11 Tips to Travel Like a Business Owner. Frugally and Productively!

Productivity quote from Paul J MeyerPeople who don’t travel much will often think that business travel is exotic. Interesting cities, nice hotels, restaurant meals all seems so much better that the everyday “humdrum” existence they live!

Then there are the people who actually travel for business, whose view might be a little different. Longer hours, no home cooked meals, miss their own bed, hotels are all the same when all you do is use them to sleep and shower, restaurant meals get old and then there is the time away from family. Not often mentioned but equally off putting is the exposure to germs and people you might not otherwise choose to meet! Too often you find yourself in an aircraft where invariably you are sitting next to a large person who overflows into your space, and has a very obvious cold!

Now that I have put business travel into context, it IS a valuable, and needed, activity for any business that has multiple locations or even just clients in multiple locations.

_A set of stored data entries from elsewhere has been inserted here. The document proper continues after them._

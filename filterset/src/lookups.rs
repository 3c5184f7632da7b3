//! Lookup operators and their per-type support.
//!
//! A lookup operator is the comparison a filter applies between a field
//! and a request-supplied value. The set mirrors the standard Django
//! operators: `exact`, `iexact`, `in`, `contains`, `icontains`,
//! `startswith`, `endswith`, `regex`, `iregex`, `lt`, `gt`, `lte`,
//! `gte` and `isnull`. Operators are rendered into parameter names in
//! lowercase, so `Lookup::EndsWith` appears in a query string as
//! `email__endswith`.

use strum::{Display, EnumString};

use crate::entity::FieldType;

/// The separator used in parameter names, between a relationship path
/// and a filter name, and between a filter name and its lookup.
pub const LOOKUP_SEP: &str = "__";

/// A lookup operator.
#[derive(Debug, Clone, Copy, PartialEq, Eq, Hash, Display, EnumString)]
#[strum(serialize_all = "lowercase")]
pub enum Lookup {
    Exact,
    IExact,
    In,
    Contains,
    IContains,
    StartsWith,
    EndsWith,
    Regex,
    IRegex,
    Lt,
    Gt,
    Lte,
    Gte,
    IsNull,
}

impl Lookup {
    /// The lookups supported for a field of the given type. This is the
    /// expansion used when an auto filter declares no explicit lookup
    /// set.
    pub fn supported_for(ty: FieldType) -> &'static [Lookup] {
        use Lookup::*;
        match ty {
            FieldType::Text => &[
                Exact, IExact, In, Contains, IContains, StartsWith, EndsWith, Regex, IRegex, Lt,
                Gt, Lte, Gte, IsNull,
            ],
            FieldType::Integer | FieldType::Float | FieldType::DateTime => {
                &[Exact, In, Lt, Gt, Lte, Gte, IsNull]
            }
            FieldType::Boolean => &[Exact, IsNull],
        }
    }

    /// The request-visible parameter name for this lookup on `base`.
    ///
    /// `exact` is the implied default and produces the bare name; every
    /// other lookup is suffixed, e.g. `email__endswith`.
    pub fn param_name(self, base: &str) -> String {
        match self {
            Lookup::Exact => base.to_string(),
            _ => format!("{}{}{}", base, LOOKUP_SEP, self),
        }
    }
}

Business owners approach travel with the goal of achieving their business needs as effectively and as “cost effectively” as possible! Here are some business travel tips from a business owner:

“Beware of little expenses; a small leak will sink a great ship.” Benjamin Franklin

  1. Book ahead! Last minute travel is costly … and does not allow you to plan your days as effectively as you might.
  2. Look at travel options … don’t go with the same airline all the time just to collect points! In Canada I might travel on Westjet, Air Canada or Porter based on price, convenience and my travel needs for a given trip.
  3. Be frugal with hotel bookings. Generally it’s just a bed and a shower. You don’t need the most expensive hotel. I find a reasonable place, convenient to my meetings. I often use sites like Hotwire to get great rates and have friends who use airbnb.
  4. Limit travel in business hours. I get early morning flights when headed west, and late evening flights when headed east. This means I can maximize my time at my destination. For example if I leave Toronto at or before 7am I can arrive in Calgary or Vancouver around 9am local time, giving me a full day in that city.
  5. Look after your body. Eat well, get enough sleep and work out. You don’t even need a gym to work out! Pushups, ab exercises, squats, lunges, walking the stairs etc. are all good exercise that you can do anywhere.
  6. Travel with hand sanitiser. In the “germ environments” of planes and hotels it makes sense to act like a health professional. Wash your hands often!
  7. Travel with supplements. You will likely not get the nutrients you get with your regular diet so bring vitamins, ColdFX even some pain medication. It will help you stay healthier and hence more effective.
  8. Limit your alcohol intake. It is easy to let this get away from you when you are visiting colleagues and clients in other cities. Exercise some restraint, your body will thank you.
  9. Take materials with you that will make your travel time effective. Catch up on reading, create a reading file with photocopies or cutouts of articles. Put materials on your kindle, iPad or other reader.
  10. Travel light. Learn to pack effectively and think through your wardrobe … if you can travel with carry-on luggage only you will save time and aggravation. (Learn to us an iron … there is one in most hotel rooms).
  11. Spend like it is your own money. As a business owner it IS your own money! Tip appropriately, but not extravagantly. Choose reasonable but not crazy restaurants. Take the team for a couple of drinks, but don’t make a night of it.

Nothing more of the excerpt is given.